Hundreds of miles of pipeline must be built, and built quickly, if California is to meet its fast-approaching deadline for removing millions of tons of climate-altering carbon dioxide from the atmosphere.
Such is the view of regulators, business groups and some academic institutions pushing a Herculean plan to build a maze of pipes across California to carry the carbon dioxide emissions from oil refineries, natural gas power plants and other sources to the Sacramento delta and the Central Valley, where it would be buried deep underground.
Carbon dioxide is a potent greenhouse gas and is among the pollutants driving the climate crisis by trapping heat in the atmosphere, triggering withering heats waves, rising sea levels and more frequent and intense storms.
The California Air Resources Board, the state’s climate emissions regulator, has set a target of capturing between 13 million and 20 million metric tons of carbon dioxide by 2030 — the equivalent of removing 3 million to 4.8 million gas-powered cars from the road. It is part of a strategy to eliminate climate pollution from the state’s industrial sector at a cost of $290 million annually over the next decade.
Six companies are applying to the Environmental Protection Agency for permits to pump carbon dioxide underground.
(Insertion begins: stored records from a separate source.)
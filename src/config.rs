//! Process-wide configuration, modeled as an immutable snapshot read once at
//! first use. Tests may inject a different snapshot via [`ForceFlags::set_for_test`].

use std::sync::RwLock;

/// Global override flags, equivalent to the `jboss.vfs.force*` system
/// properties of the source this core is modeled on.
///
/// Read once from the environment at first use and cached; the snapshot is
/// immutable thereafter except when a test installs a replacement via
/// [`ForceFlags::set_for_test`].
#[derive(Copy, Clone, Debug, Default, PartialEq, Eq)]
pub struct ForceFlags {
    /// Force all nested archive mounts to extract-to-temp instead of stream-cache.
    pub force_copy: bool,
    /// Force all `FileSource`s to close descriptors synchronously on release.
    pub force_no_reaper: bool,
    /// Force case-sensitive stat everywhere, regardless of per-context options.
    pub force_case_sensitive: bool,
}

static SNAPSHOT: RwLock<Option<ForceFlags>> = RwLock::new(None);

impl ForceFlags {
    /// Return the current process-wide snapshot, reading it from the
    /// environment on first use and caching the result.
    pub fn current() -> Self {
        if let Some(flags) = *SNAPSHOT.read().expect("force flags lock poisoned") {
            return flags;
        }
        let flags = Self::from_env();
        *SNAPSHOT.write().expect("force flags lock poisoned") = Some(flags);
        flags
    }

    fn from_env() -> Self {
        let is_set = |name: &str| {
            std::env::var(name)
                .map(|v| v != "0" && !v.eq_ignore_ascii_case("false"))
                .unwrap_or(false)
        };
        Self {
            force_copy: is_set("VFS_ZIP_FORCE_COPY"),
            force_no_reaper: is_set("VFS_ZIP_FORCE_NO_REAPER"),
            force_case_sensitive: is_set("VFS_ZIP_FORCE_CASE_SENSITIVE"),
        }
    }

    /// Inject an explicit snapshot, bypassing the environment. Intended for
    /// tests that need to exercise force-flag behavior deterministically;
    /// production code should never call this.
    #[cfg(test)]
    pub fn set_for_test(flags: Self) {
        *SNAPSHOT.write().expect("force flags lock poisoned") = Some(flags);
    }

    /// Clear the cached snapshot so the next `current()` call re-reads the
    /// environment. Test-only, used to reset state between test cases.
    #[cfg(test)]
    pub fn reset_for_test() {
        *SNAPSHOT.write().expect("force flags lock poisoned") = None;
    }
}
//! Scenario tests ported from the concrete walkthroughs this crate's mount
//! engine is specified against: dummy-parent synthesis, both nesting
//! policies, partial-path search, and deep synthesized directory chains.
//! Single-flight initialization under concurrent first touch is covered as a
//! unit test in `src/context.rs`, since it needs a counting `ZipSource` the
//! public API has no way to inject.

use std::io::Read;

use vfs_zip::{Handler, Options};

use crate::fixtures;

#[test]
fn dummy_parent_synthesized_for_entry_with_no_directory_listing() {
    pretty_env_logger::try_init().ok();
    let dir = tempfile::tempdir().unwrap();
    let path = fixtures::write_zip(dir.path(), "outer.jar", &[("META-INF/empty.txt", b"")]);

    let root = vfs_zip::mount_file(&path, Options::default()).unwrap();

    let meta_inf = root.get_child("META-INF").unwrap().expect("META-INF synthesized");
    assert!(!meta_inf.is_leaf().unwrap(), "synthesized parent must not be a leaf");
    assert_eq!(meta_inf.size().unwrap(), 0);

    let children = meta_inf.get_children().unwrap();
    assert_eq!(children.len(), 1);
    assert_eq!(children[0].name(), "empty.txt");

    let empty = meta_inf.get_child("empty.txt").unwrap().expect("empty.txt must exist");
    assert!(empty.is_leaf().unwrap());
    assert_eq!(empty.size().unwrap(), 0);

    let mut buf = Vec::new();
    empty.open_stream().unwrap().read_to_end(&mut buf).unwrap();
    assert!(buf.is_empty());
}

#[test]
fn no_copy_nested_mount_streams_without_extracting_to_disk() {
    pretty_env_logger::try_init().ok();
    let dir = tempfile::tempdir().unwrap();
    let inner_bytes = fixtures::zip_bytes(&[("a/b.txt", b"hi")]);
    let outer_path = fixtures::write_zip(dir.path(), "outer.jar", &[("lib/inner.jar", &inner_bytes)]);

    let root = vfs_zip::mount_file(&outer_path, Options::default()).unwrap();

    let inner = root.get_child("lib/inner.jar").unwrap().expect("inner.jar mounted");
    assert!(matches!(inner, Handler::Delegating(_)));
    assert!(!inner.is_leaf().unwrap(), "a mounted archive root is a container");

    let leaf = inner
        .get_child("a")
        .unwrap()
        .expect("a/")
        .get_child("b.txt")
        .unwrap()
        .expect("a/b.txt");
    let mut buf = Vec::new();
    leaf.open_stream().unwrap().read_to_end(&mut buf).unwrap();
    assert_eq!(buf, b"hi");
}

#[test]
fn copy_mode_extracts_once_and_reuses_it_on_repeat_lookup() {
    pretty_env_logger::try_init().ok();
    let dir = tempfile::tempdir().unwrap();
    let inner_bytes = fixtures::zip_bytes(&[("a/b.txt", b"hi")]);
    let marker = format!("copy-scenario-{}.jar", std::process::id());
    let entry_name = format!("lib/{marker}");
    let outer_path = fixtures::write_zip(dir.path(), "outer.jar", &[(entry_name.as_str(), &inner_bytes)]);

    let options = Options::builder().use_copy(true).build();
    let root = vfs_zip::mount_file(&outer_path, options).unwrap();

    let first = root.get_child(&entry_name).unwrap().expect("first lookup");
    let before = fixtures::count_temp_files(&marker);
    assert_eq!(before, 1, "exactly one file should be extracted");

    let second = root.get_child(&entry_name).unwrap().expect("repeat lookup");
    assert_eq!(fixtures::count_temp_files(&marker), 1, "repeat lookup must not re-extract");

    let leaf = first
        .get_child("a")
        .unwrap()
        .expect("a/")
        .get_child("b.txt")
        .unwrap()
        .expect("a/b.txt");
    let mut buf = Vec::new();
    leaf.open_stream().unwrap().read_to_end(&mut buf).unwrap();
    assert_eq!(buf, b"hi");

    drop(second);
}

#[test]
fn partial_path_resolves_through_a_nested_archive_with_no_prior_context() {
    pretty_env_logger::try_init().ok();
    let dir = tempfile::tempdir().unwrap();
    let inner_bytes = fixtures::zip_bytes(&[("a/b.txt", b"hi")]);
    let outer_path = fixtures::write_zip(dir.path(), "outer.jar", &[("lib/inner.jar", &inner_bytes)]);

    let target = outer_path.join("lib/inner.jar/a/b.txt");
    let handler = vfs_zip::resolve_partial_path(&target, Options::default()).unwrap();

    let mut buf = Vec::new();
    handler.open_stream().unwrap().read_to_end(&mut buf).unwrap();
    assert_eq!(buf, b"hi");
}

#[test]
fn partial_path_resolves_a_directory_inside_a_nested_archive() {
    pretty_env_logger::try_init().ok();
    let dir = tempfile::tempdir().unwrap();
    let inner_bytes = fixtures::zip_bytes(&[("a/b.txt", b"hi")]);
    let outer_path = fixtures::write_zip(dir.path(), "outer.jar", &[("lib/inner.jar", &inner_bytes)]);

    let target = outer_path.join("lib/inner.jar/a");
    let handler = vfs_zip::resolve_partial_path(&target, Options::default()).unwrap();
    assert!(!handler.is_leaf().unwrap());
}

#[test]
fn deep_dummy_parent_chain_without_any_directory_entries() {
    pretty_env_logger::try_init().ok();
    let dir = tempfile::tempdir().unwrap();
    let path = fixtures::write_zip(dir.path(), "deep.zip", &[("deep/a/b/c.txt", b"leaf")]);

    let root = vfs_zip::mount_file(&path, Options::default()).unwrap();
    let leaf = root
        .get_child("deep")
        .unwrap()
        .expect("deep/")
        .get_child("a")
        .unwrap()
        .expect("deep/a/")
        .get_child("b")
        .unwrap()
        .expect("deep/a/b/")
        .get_child("c.txt")
        .unwrap()
        .expect("deep/a/b/c.txt");

    assert!(leaf.is_leaf().unwrap());
    let mut buf = Vec::new();
    leaf.open_stream().unwrap().read_to_end(&mut buf).unwrap();
    assert_eq!(buf, b"leaf");
}

#[test]
fn backing_file_error_surfaces_on_first_touch_not_at_mount_time() {
    pretty_env_logger::try_init().ok();
    // mount_file only stats the path; the missing file isn't an error until
    // something actually tries to read it.
    let root = vfs_zip::mount_file("/no/such/archive.zip", Options::default()).unwrap();
    let err = root.get_child("anything").unwrap_err();
    assert!(matches!(err, vfs_zip::Error::BackingIO(_)));
}

#[test]
fn nonexistent_child_returns_none_rather_than_an_error() {
    pretty_env_logger::try_init().ok();
    let dir = tempfile::tempdir().unwrap();
    let path = fixtures::write_zip(dir.path(), "plain.zip", &[("a.txt", b"x")]);

    let root = vfs_zip::mount_file(&path, Options::default()).unwrap();
    assert!(root.get_child("missing.txt").unwrap().is_none());
}

#[test]
fn replace_installs_a_new_handler_visible_on_the_next_lookup() {
    pretty_env_logger::try_init().ok();
    let dir = tempfile::tempdir().unwrap();
    let path = fixtures::write_zip(dir.path(), "plain.zip", &[("a.txt", b"original")]);

    let root = vfs_zip::mount_file(&path, Options::default()).unwrap();
    let original = root.get_child("a.txt").unwrap().expect("a.txt must exist");

    let stand_in_bytes = fixtures::zip_bytes(&[("x.txt", b"stand-in")]);
    let stand_in_path = dir.path().join("stand_in.zip");
    std::fs::write(&stand_in_path, &stand_in_bytes).unwrap();
    let stand_in = vfs_zip::mount_file(&stand_in_path, Options::default()).unwrap();

    original.replace(stand_in).unwrap();

    let replaced = root.get_child("a.txt").unwrap().expect("a.txt still resolves");
    let inner = replaced.get_child("x.txt").unwrap().expect("stand-in content");
    let mut buf = Vec::new();
    inner.open_stream().unwrap().read_to_end(&mut buf).unwrap();
    assert_eq!(buf, b"stand-in");
}

#[test]
fn replace_on_a_context_root_fails_for_lack_of_a_parent() {
    pretty_env_logger::try_init().ok();
    let dir = tempfile::tempdir().unwrap();
    let path = fixtures::write_zip(dir.path(), "plain.zip", &[("a.txt", b"x")]);
    let other_path = fixtures::write_zip(dir.path(), "other.zip", &[("b.txt", b"y")]);

    let root = vfs_zip::mount_file(&path, Options::default()).unwrap();
    let other = vfs_zip::mount_file(&other_path, Options::default()).unwrap();

    assert!(root.replace(other).is_err());
}

#[test]
fn case_insensitive_fallback_resolves_mismatched_case_by_default() {
    pretty_env_logger::try_init().ok();
    let dir = tempfile::tempdir().unwrap();
    let path = fixtures::write_zip(dir.path(), "plain.zip", &[("README.txt", b"x")]);

    let root = vfs_zip::mount_file(&path, Options::default()).unwrap();
    let found = root.get_child("readme.txt").unwrap();
    assert!(found.is_some(), "case-insensitive fallback should resolve a mismatched-case lookup");
}

#[test]
fn case_sensitive_option_rejects_mismatched_case() {
    pretty_env_logger::try_init().ok();
    let dir = tempfile::tempdir().unwrap();
    let path = fixtures::write_zip(dir.path(), "plain.zip", &[("README.txt", b"x")]);

    let options = Options::builder().case_sensitive(true).build();
    let root = vfs_zip::mount_file(&path, options).unwrap();
    assert!(root.get_child("readme.txt").unwrap().is_none());
    assert!(root.get_child("README.txt").unwrap().is_some());
}

#[test]
fn get_child_rejects_bad_argument_names() {
    pretty_env_logger::try_init().ok();
    let dir = tempfile::tempdir().unwrap();
    let path = fixtures::write_zip(dir.path(), "plain.zip", &[("a.txt", b"x")]);
    let root = vfs_zip::mount_file(&path, Options::default()).unwrap();

    assert!(matches!(
        root.get_child(""),
        Err(vfs_zip::Error::Invariant(vfs_zip::Invariant::EmptyArgument { .. }))
    ));
    assert!(matches!(
        root.get_child(".."),
        Err(vfs_zip::Error::Invariant(vfs_zip::Invariant::InvalidName { .. }))
    ));
}

#[test]
fn mount_bytes_rejects_an_empty_name() {
    pretty_env_logger::try_init().ok();
    let bytes = fixtures::zip_bytes(&[("a.txt", b"x")]);
    assert!(matches!(
        vfs_zip::mount_bytes("", bytes, Options::default()),
        Err(vfs_zip::Error::Invariant(vfs_zip::Invariant::EmptyArgument { .. }))
    ));
}
//! Per-call option bag, aggregated from URL query parameters or explicit
//! context construction and merged down into mounted sub-contexts.

use typed_builder::TypedBuilder;

use crate::config::ForceFlags;

/// Options recognized by an [`crate::context::ArchiveContext`], mirroring
/// spec.md §6's `useCopy` / `noReaper` / `caseSensitive` keys.
#[derive(Clone, Copy, Debug, Default, PartialEq, Eq, TypedBuilder)]
pub struct Options {
    /// Extract nested archives to a temp file instead of holding them as
    /// in-memory streams.
    #[builder(default)]
    pub use_copy: bool,
    /// Close `FileSource` descriptors synchronously on release instead of
    /// deferring to the reaper.
    #[builder(default)]
    pub no_reaper: bool,
    /// Whether a child lookup by name requires an exact case match. When
    /// `false` (the default), a miss falls back to a case-insensitive scan
    /// of the parent's children before reporting not-found.
    #[builder(default)]
    pub case_sensitive: bool,
}

impl Options {
    /// Resolve whether nested mounts under this option set should extract to
    /// a temp file, folding in the process-wide force-copy override.
    pub fn effective_use_copy(&self) -> bool {
        self.use_copy || ForceFlags::current().force_copy
    }

    /// Resolve whether `FileSource`s under this option set should skip the
    /// reaper, folding in the process-wide override.
    pub fn effective_no_reaper(&self) -> bool {
        self.no_reaper || ForceFlags::current().force_no_reaper
    }

    /// Resolve the effective case-sensitivity, folding in the process-wide
    /// override.
    pub fn effective_case_sensitive(&self) -> bool {
        self.case_sensitive || ForceFlags::current().force_case_sensitive
    }

    /// Options inherited by a mounted sub-context: the same bag, since
    /// spec.md §4.6 calls for "the parent's relevant options merged in" with
    /// no per-mount override surface.
    pub fn inherited(&self) -> Self {
        *self
    }
}
//! Integration tests driving the crate's public API end to end, against zip
//! fixtures built in memory rather than checked into the tree.
//!
//! Each test calls `pretty_env_logger::init()` first so `RUST_LOG=debug`
//! surfaces the crate's own logging during a failing run; repeated calls
//! across tests in the same binary are harmless, the logger only installs
//! once.

mod fixtures;
mod local;
mod scenarios;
As of now, there are no such facilities in the state doing that.
The infrastructure to transport 50 million metric tons of carbon dioxide — which is half of what the state wants to capture by midcentury — would include 1,150 miles of new pipeline running through the cities of Long Beach, Richmond, San Diego, Burbank and others, according to a 2020 report by the nonprofit Energy Futures Initiative and Stanford University’s Center for Carbon Storage and Precourt Institute for Energy.
Once the carbon dioxide reaches its destination in the Central Valley or Sacramento, it would be pumped into the ground. While it’s generally agreed that removing carbon dioxide from the atmosphere is critical for the world to meet its climate goals, where to put it and how to get it there are fraught questions.
The miles of pipeline needed to carry a known asphyxiant worry some climate activists, who fear that a rupture or leak could be disastrous. Exposure to carbon dioxide can be fatal or cause serious health issues.
Across the country there were 76 incidents involving the release of carbon dioxide from pipelines between January 2010 and May 2024, totaling more than 66,800 barrels.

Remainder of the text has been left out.